Patrick Miles, Chairman and CEO
Yes, that’s a good question. There are still holes in our portfolio. The most specific areas will be corpectomy devices. One of the real opportunities with PTP is the different types of surgery. It’s similar to an experience that we are familiar with. As you teach someone how to do a procedure, they walk up the sophistication curve. You’ll see applications of PTP in corpectomy, and that’s what we’re running to catch. As we get more sophisticated about the utility of PTP in longer contract surgery, we’re able to go to the back first and release the facets to ensure we completely control the angle of a specific level. Expanding our device offerings will continue to keep us ahead.
Todd Koning, CFO
Yes, that exit velocity for EOS guidance is implied at $19 million, which reflects mid-teens growth compared to last year. That’s really core EOS revenue reflecting maintenance revenue and revenue gained when we sell a unit and deliver it. The ultimate economic reflection will come from core EOS revenue and pull-through of our products and services. We have a strong order book and a lot of interest. I think we have excellent prospects for future growth.
Jason Wittes, Analyst
A couple of follow-ups. First, you mentioned international expansion. Do we see it for this year or something for next year in terms of when it can contribute to the top line?
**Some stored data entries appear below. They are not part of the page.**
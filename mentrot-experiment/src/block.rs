use mentrot_core::stimulus::TrialSpec;

/// Ordered walk over one block's trial specs. Every spec runs exactly once,
/// sequentially; results are tagged with the block name and a 1-based index.
#[derive(Debug)]
pub struct BlockRun {
    name: &'static str,
    specs: Vec<TrialSpec>,
    cursor: usize,
}

impl BlockRun {
    pub fn new(name: &'static str, specs: Vec<TrialSpec>) -> Self {
        Self {
            name,
            specs,
            cursor: 0,
        }
    }

    pub fn name(&self) -> &'static str {
        self.name
    }

    pub fn len(&self) -> usize {
        self.specs.len()
    }

    pub fn is_empty(&self) -> bool {
        self.specs.is_empty()
    }

    /// Next spec with its 1-based trial index, or `None` once exhausted.
    pub fn next_spec(&mut self) -> Option<(usize, TrialSpec)> {
        let spec = self.specs.get(self.cursor)?.clone();
        self.cursor += 1;
        Some((self.cursor, spec))
    }

    pub fn is_exhausted(&self) -> bool {
        self.cursor >= self.specs.len()
    }
}
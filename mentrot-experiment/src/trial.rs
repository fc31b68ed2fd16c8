use anyhow::{Result, anyhow};
use mentrot_core::layout::{Bounds, Side, TrialLayout};
use mentrot_core::source::StimulusSource;
use mentrot_core::stimulus::TrialSpec;
use mentrot_core::trial::{Response, TrialState};

/// One trial in flight: layout, hit bounds, onset stamp, and (after the
/// pointer lands) the captured outcome.
#[derive(Debug, Clone)]
pub struct ActiveTrial {
    pub index: usize,
    pub spec: TrialSpec,
    pub layout: TrialLayout,
    pub correct_bounds: Bounds,
    pub onset_ms: u64,
    pub outcome: Option<(u64, Response)>,
    pub feedback_until_ms: Option<u64>,
}

impl ActiveTrial {
    /// Lay out trial `index` with the correct image on `side`. The hit
    /// bounds come from the correct stimulus' dimensions; that stimulus is
    /// guaranteed present by startup validation, so a miss here is a
    /// configuration error.
    pub fn start(
        index: usize,
        spec: TrialSpec,
        side: Side,
        center: (f32, f32),
        stimuli: &impl StimulusSource,
        onset_ms: u64,
    ) -> Result<Self> {
        let layout = TrialLayout::place(center, side);
        let (w, h) = stimuli
            .dimensions(&spec.correct)
            .ok_or_else(|| anyhow!("stimulus {} missing from registry", spec.correct))?;
        Ok(Self {
            index,
            spec,
            layout,
            correct_bounds: Bounds::centered_at(layout.correct, w, h),
            onset_ms,
            outcome: None,
            feedback_until_ms: None,
        })
    }

    pub fn state(&self) -> TrialState {
        match self.outcome {
            None => TrialState::Awaiting,
            Some(_) if self.feedback_until_ms.is_some() => TrialState::Feedback,
            Some(_) => TrialState::Complete,
        }
    }

    /// Classify a pointer-down at `pos`, `now_ms` from the session clock.
    /// Inside the correct image's bounds is `Correct`; anywhere else on the
    /// screen, including the foil and the target, is `Incorrect`.
    pub fn classify(&self, pos: (f32, f32), now_ms: u64) -> (u64, Response) {
        let rt = now_ms.saturating_sub(self.onset_ms);
        let response = if self.correct_bounds.contains(pos) {
            Response::Correct
        } else {
            Response::Incorrect
        };
        (rt, response)
    }
}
Patrick Miles, Chairman and CEO
That’s a good question. We’re in the foundational phase and not ready to give specific timing for our participation in the international space.
Jason Wittes, Analyst
Does the EOS guidance include assumptions on pull-through? How should we think about the growth rate of EOS going forward?
Todd Koning, CFO
Yes, the guidance includes core EOS revenues. The order book is solid. Our ability to drive interest and yields is excellent. I like our chances for growth moving into 2022.
Sean Lee, Analyst
Just one last question on EOS. How are you keeping the sales team separate, or are you integrating everyone to cross-sell both products?
Patrick Miles, Chairman and CEO
It's a good question. In EOS’s case, it was an imaging company selling to radiologists. What we need is someone who utilizes the type of image. That’s typically a spine or orthopedic surgeon. I think it’s important that we overlap the selling forces. Our structure allows for this integration. They all report through a single channel, making it easier to promote those products together.
Todd Koning, CFO
It's really one sales force, but we've added resources specific to the capital sales process. We want to ensure alignment with the objectives and how we’re going forward.
Patrick Miles, Chairman and CEO
Looking back at SafeOp’s success, we try to recuperate that with yields. There's a real effort going forward to ensure the findings translate into ATEC products. You’ll see our surgical planning platform be informed with ATEC products, highlighting the tailored approach to surgery. Thanks very much. I wanted to thank everybody for their interest in ATEC. We have a long run in front of us and am super excited about moving the field of spine surgery forward. I appreciate everybody's interest.
Operator, Operator
This concludes today's conference call. Thank you for participating. You may now disconnect.